Based on our results, we have concluded that high HIF-1alpha expression is related with the worst possible prognosis, including disease relapse and disease-related death. Patients with high HIF-1alpha expression had a 5 times higher risk of relapse and death, when compared with low expression. Moreover, strong expression was an independent risk factor for disease-free and disease-specific survivals, showing a 3 times increased risk.

Our data is supported by de Thiel et al., who showed that lymphoid cells might not work appropriately when expressing high HIF1-alpha [15]. Our hypothesis is that high expression may inhibit lymphoid cells in the peritumoral infiltrate, due to the interaction between cytokines and HIF-1alpha, resulting in less tumor antigen recognition by lymphocytes, as well as anti-inflammatory signals and less tumor attack [16].

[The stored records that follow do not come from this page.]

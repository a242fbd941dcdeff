//! Top-level orchestration: wires the preparer, executor, and controller
//! handshake into the full merge attempt a caller actually runs.
//!
//! A [`RegionMergeTransaction`] is constructed once per region pair and
//! consumed by [`RegionMergeTransaction::run`]. It is not reentrant and not
//! thread-safe — the same pattern as the executor's journal, which assumes
//! a single writer driving it from prepare through rollback or handoff.

use std::path::PathBuf;

use crate::catalog::{CatalogClient, MergeOrigin};
use crate::config::RegionMergeConfig;
use crate::coordination::CoordinationClient;
use crate::error::{TransactionError, ValidationReason};
use crate::executor::{self, ExecutorDeps};
use crate::filesystem::{FilesystemAdapter, StoreFileLinker};
use crate::handshake;
use crate::journal::JournalFile;
use crate::lifecycle::{HostLifecycle, RegionRegistry};
use crate::model::ids::RegionId;
use crate::model::region::{MergedRegionDescriptor, RegionDescriptor};
use crate::preparer::{self, PrepareOutcome};

/// The result of running a transaction to completion.
#[derive(Debug)]
pub enum TransactionOutcome {
    /// The pair was merged and the merged region is open.
    Completed { merged: MergedRegionDescriptor },
    /// Prepare-time validation rejected the pair. No side effects
    /// occurred; there is nothing to roll back.
    Rejected(ValidationReason),
}

/// A single merge attempt for one region pair.
///
/// # Invariants
/// - `run` may be called at most once per instance.
pub struct RegionMergeTransaction<'a> {
    region_a: RegionDescriptor,
    region_b: RegionDescriptor,
    forcible: bool,
    origin: MergeOrigin,
    config: RegionMergeConfig,
    state_dir: PathBuf,
    coordination: &'a dyn CoordinationClient,
    catalog: &'a dyn CatalogClient,
    host: &'a dyn HostLifecycle,
    registry: &'a dyn RegionRegistry,
    filesystem: &'a FilesystemAdapter,
    linker: &'a dyn StoreFileLinker,
}

impl<'a> RegionMergeTransaction<'a> {
    #[allow(clippy::too_many_arguments)]
    #[must_use]
    pub fn new(
        region_a: RegionDescriptor,
        region_b: RegionDescriptor,
        forcible: bool,
        origin: MergeOrigin,
        config: RegionMergeConfig,
        state_dir: PathBuf,
        coordination: &'a dyn CoordinationClient,
        catalog: &'a dyn CatalogClient,
        host: &'a dyn HostLifecycle,
        registry: &'a dyn RegionRegistry,
        filesystem: &'a FilesystemAdapter,
        linker: &'a dyn StoreFileLinker,
    ) -> Self {
        Self {
            region_a,
            region_b,
            forcible,
            origin,
            config,
            state_dir,
            coordination,
            catalog,
            host,
            registry,
            filesystem,
            linker,
        }
    }

    /// Run prepare, then (if accepted) execute and the controller
    /// handshake, in order.
    ///
    /// A validation rejection is returned as
    /// [`TransactionOutcome::Rejected`], not an error: the pair was never
    /// touched. Everything from the execute stage onward is a hard
    /// [`TransactionError`] since by then the transaction has taken
    /// effect and the caller needs to know precisely what happened.
    ///
    /// # Errors
    /// Returns whatever [`executor::execute`] or
    /// [`handshake::run_handshake`] returns.
    pub fn run(self, now: RegionId) -> Result<TransactionOutcome, TransactionError> {
        let outcome = preparer::prepare(
            &self.region_a,
            &self.region_b,
            self.forcible,
            self.catalog,
            now,
        );

        let (merged, clock_behind) = match outcome {
            PrepareOutcome::Rejected(reason) => return Ok(TransactionOutcome::Rejected(reason)),
            PrepareOutcome::Accepted { merged, clock_behind } => (merged, clock_behind),
        };
        if clock_behind {
            tracing::warn!(
                region = %merged.encoded_name(),
                "local clock is behind both source regions; merged region id was advanced past it",
            );
        }

        let no_cluster = self.config.testing.no_cluster;
        let deps = ExecutorDeps {
            coordination: self.coordination,
            catalog: self.catalog,
            host: self.host,
            registry: self.registry,
            filesystem: self.filesystem,
            linker: self.linker,
            no_cluster,
        };

        let journal = executor::execute(&deps, &self.region_a, &self.region_b, &merged, &self.origin)?;

        let journal_file = JournalFile {
            merged: merged.clone(),
            region_a: self.region_a.clone(),
            region_b: self.region_b.clone(),
            znode_version: 0,
            entries: journal.entries().to_vec(),
        };
        let path = JournalFile::default_path(&self.state_dir, &merged.encoded_name());
        if let Err(e) = journal_file.write_atomic(&path) {
            tracing::warn!(error = %e, "failed to persist completed journal for crash recovery");
        }

        handshake::run_handshake(
            self.coordination,
            self.host,
            self.registry,
            &merged,
            0,
            self.config.executor.open_log_interval_ms,
            no_cluster,
        )?;

        Ok(TransactionOutcome::Completed { merged })
    }
}
//! Region descriptors and the merged-region derivation formula.

use std::fmt;
use std::path::PathBuf;

use serde::{Deserialize, Serialize};

use super::ids::{EncodedName, RegionId, TableName};

/// A column family's on-disk store files, as seen by the region this
/// descriptor belongs to. Used only to drive reference-file materialization
/// (`StoreFileLinker::link`) during the merge; never consulted for anything
/// else in this crate.
#[derive(Clone, Debug, PartialEq, Eq, Serialize, Deserialize)]
pub struct StoreFamily {
    pub name: String,
    pub store_files: Vec<PathBuf>,
}

/// A row key, or one of the two sentinel boundary values representing −∞
/// (the start of the first region in a table) or +∞ (the end of the last
/// region in a table).
#[derive(Clone, Debug, PartialEq, Eq, PartialOrd, Ord, Hash, Serialize, Deserialize)]
#[serde(transparent)]
pub struct RowKey(Vec<u8>);

impl RowKey {
    /// The empty row key. As a start key this means −∞; as an end key it
    /// means +∞. Callers distinguish the two by position, matching the
    /// convention the catalog table itself uses.
    pub const EMPTY: Self = Self(Vec::new());

    #[must_use]
    pub fn new(bytes: impl Into<Vec<u8>>) -> Self {
        Self(bytes.into())
    }

    #[must_use]
    pub fn as_bytes(&self) -> &[u8] {
        &self.0
    }

    #[must_use]
    pub fn is_empty(&self) -> bool {
        self.0.is_empty()
    }
}

impl fmt::Display for RowKey {
    fn fmt(&self, f: &mut fmt::Formatter<'_>) -> fmt::Result {
        if self.0.is_empty() {
            write!(f, "<empty>")
        } else {
            write!(f, "{}", String::from_utf8_lossy(&self.0))
        }
    }
}

/// A data-node-local region descriptor: the subset of a region's catalog
/// entry the merge transaction needs.
#[derive(Clone, Debug, PartialEq, Eq, Serialize, Deserialize)]
pub struct RegionDescriptor {
    pub table: TableName,
    pub start_key: RowKey,
    pub end_key: RowKey,
    pub region_id: RegionId,
    /// Whether the region server considers this region mergeable right now
    /// (not already splitting, not already merging, not read-only, etc).
    /// Always real local state, never derived.
    pub mergeable: bool,
    /// This region's column families and their store files, consulted only
    /// when materializing merged store files (stage 6 of the executor).
    pub families: Vec<StoreFamily>,
}

impl RegionDescriptor {
    #[must_use]
    pub fn encoded_name(&self) -> EncodedName {
        EncodedName::derive(&self.table, self.start_key.as_bytes(), self.region_id)
    }

    /// The binary region name used as the catalog row key, distinct from
    /// [`Self::encoded_name`]: delimited `table || start key || id`, rather
    /// than a hash of the same inputs.
    #[must_use]
    pub fn region_name(&self) -> Vec<u8> {
        region_name(&self.table, &self.start_key, self.region_id)
    }

    /// Two regions are adjacent iff they belong to the same table and one's
    /// end key equals the other's start key.
    #[must_use]
    pub fn adjacent_to(&self, other: &Self) -> bool {
        self.table == other.table
            && (self.end_key == other.start_key || other.end_key == self.start_key)
    }
}

impl PartialOrd for RegionDescriptor {
    fn partial_cmp(&self, other: &Self) -> Option<std::cmp::Ordering> {
        Some(self.cmp(other))
    }
}

impl Ord for RegionDescriptor {
    /// Lexicographic on `(table, start key, region id)`.
    fn cmp(&self, other: &Self) -> std::cmp::Ordering {
        (&self.table, &self.start_key, self.region_id).cmp(&(
            &other.table,
            &other.start_key,
            other.region_id,
        ))
    }
}

/// A live region handle's static descriptor, unchanged for the lifetime of
/// the transaction (the descriptor is frozen at construction time; mutable
/// runtime state like `mergeable` is re-read from the region registry).
pub type Region = RegionDescriptor;

/// The descriptor for the region produced by merging two adjacent regions.
#[derive(Clone, Debug, PartialEq, Eq, Serialize, Deserialize)]
pub struct MergedRegionDescriptor {
    pub table: TableName,
    pub start_key: RowKey,
    pub end_key: RowKey,
    pub region_id: RegionId,
}

impl MergedRegionDescriptor {
    /// Derive the merged descriptor for two (already-ordered) adjacent
    /// regions `a` and `b`, with `a < b`.
    ///
    /// - `table` = `a.table`.
    /// - `start` = min(a.start, b.start), treating empty as −∞.
    /// - `end` = max(a.end, b.end), treating empty as +∞.
    /// - `id` = max(now, a.id + 1, b.id + 1), with a `clock_behind` flag set
    ///   when the wall clock was behind either parent's id.
    #[must_use]
    pub fn derive(a: &RegionDescriptor, b: &RegionDescriptor, now: RegionId) -> (Self, bool) {
        let start_key = min_start(&a.start_key, &b.start_key);
        let end_key = max_end(&a.end_key, &b.end_key);

        let a_next = RegionId::new(a.region_id.as_u64().saturating_add(1));
        let b_next = RegionId::new(b.region_id.as_u64().saturating_add(1));
        let floor = a_next.max(b_next);
        let clock_behind = now < floor;
        let region_id = now.max(floor);

        (
            Self {
                table: a.table.clone(),
                start_key,
                end_key,
                region_id,
            },
            clock_behind,
        )
    }

    #[must_use]
    pub fn encoded_name(&self) -> EncodedName {
        EncodedName::derive(&self.table, self.start_key.as_bytes(), self.region_id)
    }

    /// The binary catalog row key for the merged region. See
    /// [`RegionDescriptor::region_name`].
    #[must_use]
    pub fn region_name(&self) -> Vec<u8> {
        region_name(&self.table, &self.start_key, self.region_id)
    }
}

/// Delimited binary region name: `table || 0x00 || start key || 0x00 || id`.
/// Distinct from the encoded name, which hashes the same three inputs.
fn region_name(table: &TableName, start_key: &RowKey, region_id: RegionId) -> Vec<u8> {
    let mut buf = Vec::with_capacity(table.as_str().len() + start_key.as_bytes().len() + 9);
    buf.extend_from_slice(table.as_str().as_bytes());
    buf.push(0);
    buf.extend_from_slice(start_key.as_bytes());
    buf.push(0);
    buf.extend_from_slice(&region_id.as_u64().to_be_bytes());
    buf
}

/// `start_key == EMPTY` means −∞, so the empty key always wins a "min"
/// comparison unless both are empty.
fn min_start(a: &RowKey, b: &RowKey) -> RowKey {
    match (a.is_empty(), b.is_empty()) {
        (true, _) | (_, true) => RowKey::EMPTY,
        (false, false) => a.clone().min(b.clone()),
    }
}

/// `end_key == EMPTY` means +∞, so the empty key always wins a "max"
/// comparison unless both are empty.
fn max_end(a: &RowKey, b: &RowKey) -> RowKey {
    match (a.is_empty(), b.is_empty()) {
        (true, _) | (_, true) => RowKey::EMPTY,
        (false, false) => a.clone().max(b.clone()),
    }
}

#[cfg(test)]
mod tests {
    use super::*;

    fn region(table: &str, start: &[u8], end: &[u8], id: u64, mergeable: bool) -> RegionDescriptor {
        RegionDescriptor {
            table: TableName::new(table).unwrap(),
            start_key: RowKey::new(start.to_vec()),
            end_key: RowKey::new(end.to_vec()),
            region_id: RegionId::new(id),
            mergeable,
            families: Vec::new(),
        }
    }

    #[test]
    fn adjacency_true_when_keys_touch() {
        let a = region("t", b"", b"m", 1, true);
        let b = region("t", b"m", b"", 2, true);
        assert!(a.adjacent_to(&b));
        assert!(b.adjacent_to(&a));
    }

    #[test]
    fn adjacency_false_across_tables() {
        let a = region("t1", b"", b"m", 1, true);
        let b = region("t2", b"m", b"", 2, true);
        assert!(!a.adjacent_to(&b));
    }

    #[test]
    fn adjacency_false_when_gap_exists() {
        let a = region("t", b"", b"m", 1, true);
        let b = region("t", b"n", b"", 2, true);
        assert!(!a.adjacent_to(&b));
    }

    #[test]
    fn merge_spans_full_range_with_open_ends() {
        let a = region("t", b"", b"m", 1, true);
        let b = region("t", b"m", b"", 2, true);
        let (merged, clock_behind) = MergedRegionDescriptor::derive(&a, &b, RegionId::new(3));
        assert_eq!(merged.start_key, RowKey::EMPTY);
        assert_eq!(merged.end_key, RowKey::EMPTY);
        assert!(clock_behind);
        assert_eq!(merged.region_id, RegionId::new(3));
    }

    #[test]
    fn merge_id_is_max_of_clock_and_parents_plus_one() {
        let a = region("t", b"a", b"m", 10, true);
        let b = region("t", b"m", b"z", 20, true);
        let (merged, clock_behind) = MergedRegionDescriptor::derive(&a, &b, RegionId::new(5));
        assert_eq!(merged.region_id, RegionId::new(21));
        assert!(clock_behind);
    }

    #[test]
    fn merge_id_uses_clock_when_ahead_of_parents() {
        let a = region("t", b"a", b"m", 10, true);
        let b = region("t", b"m", b"z", 20, true);
        let (merged, clock_behind) = MergedRegionDescriptor::derive(&a, &b, RegionId::new(1000));
        assert_eq!(merged.region_id, RegionId::new(1000));
        assert!(!clock_behind);
    }

    #[test]
    fn ordering_is_lexicographic() {
        let a = region("t", b"a", b"m", 1, true);
        let b = region("t", b"m", b"z", 2, true);
        assert!(a < b);
    }

    #[test]
    fn region_name_differs_from_encoded_name() {
        let a = region("t", b"a", b"m", 1, true);
        assert_ne!(a.region_name(), a.encoded_name().as_str().as_bytes());
    }

    #[test]
    fn region_name_is_deterministic() {
        let a = region("t", b"a", b"m", 1, true);
        let b = region("t", b"a", b"m", 1, true);
        assert_eq!(a.region_name(), b.region_name());
    }
}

In conclusion, it seems reasonable that peritumoral infiltrate cells have a unique role in the anti-tumor response, which can be observed in the risk profile analysis, as weak expression in the tumor margins and strong expression inside the tumor correlate with a low risk profile and better prognosis, with no disease relapse or death. Weak expression in tumor margins and weak expression inside the tumor increased relapse and death risk by 30%, defining an intermediate risk, as compared to strong expression in tumor margins, which defines a high risk independent of any other factor.

We believe the observed difference in expression and clinical consequence is due to the diverse microenvironment nature. Inside the tumor, a hypoxic microenvironment stabilizes HIF-1alpha, which rapidly induced expression of VEGF, promoting angiogenesis [11], therefore increasing tumor vascularization and oxygenation, a response that may lead to a better radiotherapic treatment efficacy [14]. Furthermore, higher HIF-1alpha expression inside the tumor may induce a pro-inflammatory cascade responsible for tumor combat through TNF receptor activation [23], hence determining a better prognosis.

Our results suggest that evaluation of HIF-1alpha expression in the inflammatory infiltrate may be used as a prognosis tumor marker for squamous cell carcinoma of the oral cavity.